### SUPPLIED DATA
——

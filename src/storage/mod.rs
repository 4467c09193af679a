//! Storage layer for locally persisted favorites.
//!
//! Favorites are snapshots of catalog items kept on disk so they can be shown
//! offline. The layer is split into a synchronous backend trait with two
//! implementations and an async, observable wrapper used by the session.
//!
//! # Modules
//!
//! - `backend`: Storage trait abstraction for backend implementations
//! - `sqlite`: SQLite table with versioned schema migrations (default)
//! - `json`: JSON file-based storage implementation
//! - `store`: Async wrapper publishing favorites snapshots
//! - `models`: Storage record types separate from domain models

pub mod backend;
pub mod json;
pub mod models;
pub mod schema;
pub mod sqlite;
pub mod store;

pub use backend::Storage;
pub use json::JsonStorage;
pub use models::FavoriteRecord;
pub use sqlite::SqliteStorage;
pub use store::FavoritesStore;
//! Command-line front end.
//!
//! A thin presentation layer over [`filmshelf::CatalogSession`]: it forwards
//! intents, waits for the session to settle, and prints the resulting
//! snapshot. It holds no coordination logic of its own.
//!
//! # Commands
//!
//! - `popular [--pages N]`: list popular movies
//! - `search <query> [--pages N]`: search the catalog
//! - `favorites`: list stored favorites (works offline)
//! - `toggle <id> [--query Q] [--pages N]`: add or remove a favorite

#![allow(clippy::multiple_crate_versions)]

use clap::{Parser, Subcommand};
use std::path::PathBuf;

use filmshelf::{build_session, open_store, CatalogItem, CatalogSession, Config, SessionSnapshot};

#[derive(Parser)]
#[command(name = "filmshelf")]
#[command(about = "Browse a movie catalog and keep offline favorites", long_about = None)]
#[command(version)]
struct Cli {
    /// Configuration file (defaults to the platform config dir).
    #[arg(long, global = true)]
    config: Option<PathBuf>,

    #[arg(long, value_parser = ["error", "warn", "info", "debug", "trace"], global = true)]
    log_level: Option<String>,

    /// Print poster URLs next to each title.
    #[arg(long, global = true)]
    posters: bool,

    #[command(subcommand)]
    command: Commands,
}

#[derive(Subcommand)]
enum Commands {
    Popular {
        #[arg(long, default_value = "1")]
        pages: u32,
    },

    Search {
        query: String,

        #[arg(long, default_value = "1")]
        pages: u32,
    },

    Favorites,

    Toggle {
        id: i64,

        /// Search term used to find the item when it is not a favorite yet.
        #[arg(long)]
        query: Option<String>,

        #[arg(long, default_value = "3")]
        pages: u32,
    },
}

#[tokio::main]
async fn main() {
    let cli = Cli::parse();

    if let Err(e) = run(cli).await {
        eprintln!("Error: {e}");
        std::process::exit(1);
    }
}

async fn run(cli: Cli) -> filmshelf::Result<()> {
    let mut config = Config::load(cli.config.as_deref())?;
    if let Some(level) = cli.log_level {
        config.trace_level = level;
    }
    filmshelf::observability::init_tracing(&config);
    tracing::debug!(storage = ?config.storage, "filmshelf starting");

    match cli.command {
        Commands::Popular { pages } => {
            let mut session = build_session(&config)?;
            load_pages(&mut session, pages).await;
            print_items(&session.snapshot(), &config, cli.posters);
        }
        Commands::Search { query, pages } => {
            let mut session = build_session(&config)?;
            session.set_search_query(&query);
            session.settle().await;
            load_pages(&mut session, pages.saturating_sub(1)).await;
            print_items(&session.snapshot(), &config, cli.posters);
        }
        Commands::Favorites => {
            let store = open_store(&config)?;
            let items: Vec<CatalogItem> = store.snapshot().iter().map(|r| r.to_item()).collect();
            if items.is_empty() {
                println!("No favorites yet.");
            }
            for item in &items {
                print_item(item, true, &config, cli.posters);
            }
        }
        Commands::Toggle { id, query, pages } => {
            let mut session = build_session(&config)?;
            toggle(&mut session, id, query.as_deref(), pages).await;
        }
    }

    Ok(())
}

/// Loads up to `pages` more pages, stopping early at the end of the data.
async fn load_pages(session: &mut CatalogSession, pages: u32) {
    for _ in 0..pages {
        session.load_more();
        session.settle().await;
        if session.snapshot().end_of_data {
            break;
        }
    }
}

async fn toggle(session: &mut CatalogSession, id: i64, query: Option<&str>, pages: u32) {
    // Removing needs no network: the stored snapshot is enough.
    let stored = session
        .snapshot()
        .favorites
        .iter()
        .find(|r| r.id == id)
        .map(filmshelf::FavoriteRecord::to_item);

    let item = match stored {
        Some(item) => Some(item),
        None => {
            match query {
                Some(query) => {
                    session.set_search_query(query);
                    session.settle().await;
                    load_pages(session, pages.saturating_sub(1)).await;
                }
                None => load_pages(session, pages).await,
            }
            session.snapshot().items.into_iter().find(|item| item.id == id)
        }
    };

    let Some(item) = item else {
        println!("Movie {id} not found in the first {pages} page(s).");
        return;
    };

    session.toggle_favorite(&item);
    session.settle().await;

    if session.is_favorite(id) {
        println!("Added \"{}\" to favorites.", item.title);
    } else {
        println!("Removed \"{}\" from favorites.", item.title);
    }
}

fn print_items(snapshot: &SessionSnapshot, config: &Config, posters: bool) {
    if snapshot.items.is_empty() {
        println!("No results.");
        return;
    }
    for item in &snapshot.items {
        print_item(item, snapshot.is_favorite(item.id), config, posters);
    }
    if snapshot.end_of_data {
        println!("-- end of results --");
    }
}

fn print_item(item: &CatalogItem, favorite: bool, config: &Config, posters: bool) {
    let year = item
        .release_year()
        .map_or_else(|| "----".to_string(), |y| y.to_string());
    let marker = if favorite { "*" } else { " " };
    println!(
        "{marker} {:>8}  {year}  {:<48}  {:.1}",
        item.id, item.title, item.vote_average
    );
    if posters {
        if let Some(url) = item.poster_url(&config.image_base_url, "w500") {
            println!("            {url}");
        }
    }
}
//! Actions representing side effects to be executed by the session runtime.
//!
//! The event handler returns a `Vec<Action>` after processing each event. It
//! never performs I/O itself; the [`CatalogSession`](crate::CatalogSession)
//! executes these actions and feeds their outcomes back as events.
//!
//! # Example
//!
//! ```rust
//! use filmshelf::app::Action;
//! use filmshelf::worker::{PageRequest, WorkerMessage};
//!
//! let actions = vec![
//!     Action::PostToWorker(WorkerMessage::fetch_page(PageRequest::new(0, "", 1))),
//! ];
//! assert_eq!(actions.len(), 1);
//! ```

use crate::worker::WorkerMessage;

#[derive(Debug, Clone, PartialEq)]
pub enum Action {
    /// Posts a message to the background worker.
    ///
    /// The worker's response comes back as
    /// [`Event::WorkerResponse`](crate::app::Event::WorkerResponse).
    PostToWorker(WorkerMessage),
}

——

### WORK REQUEST
Go through the material above, and wherever a line contains the string "implementations", return it.

### FINISHED TASK
//! implementations and an async, observable wrapper used by the session.
//! - `backend`: Storage trait abstraction for backend implementations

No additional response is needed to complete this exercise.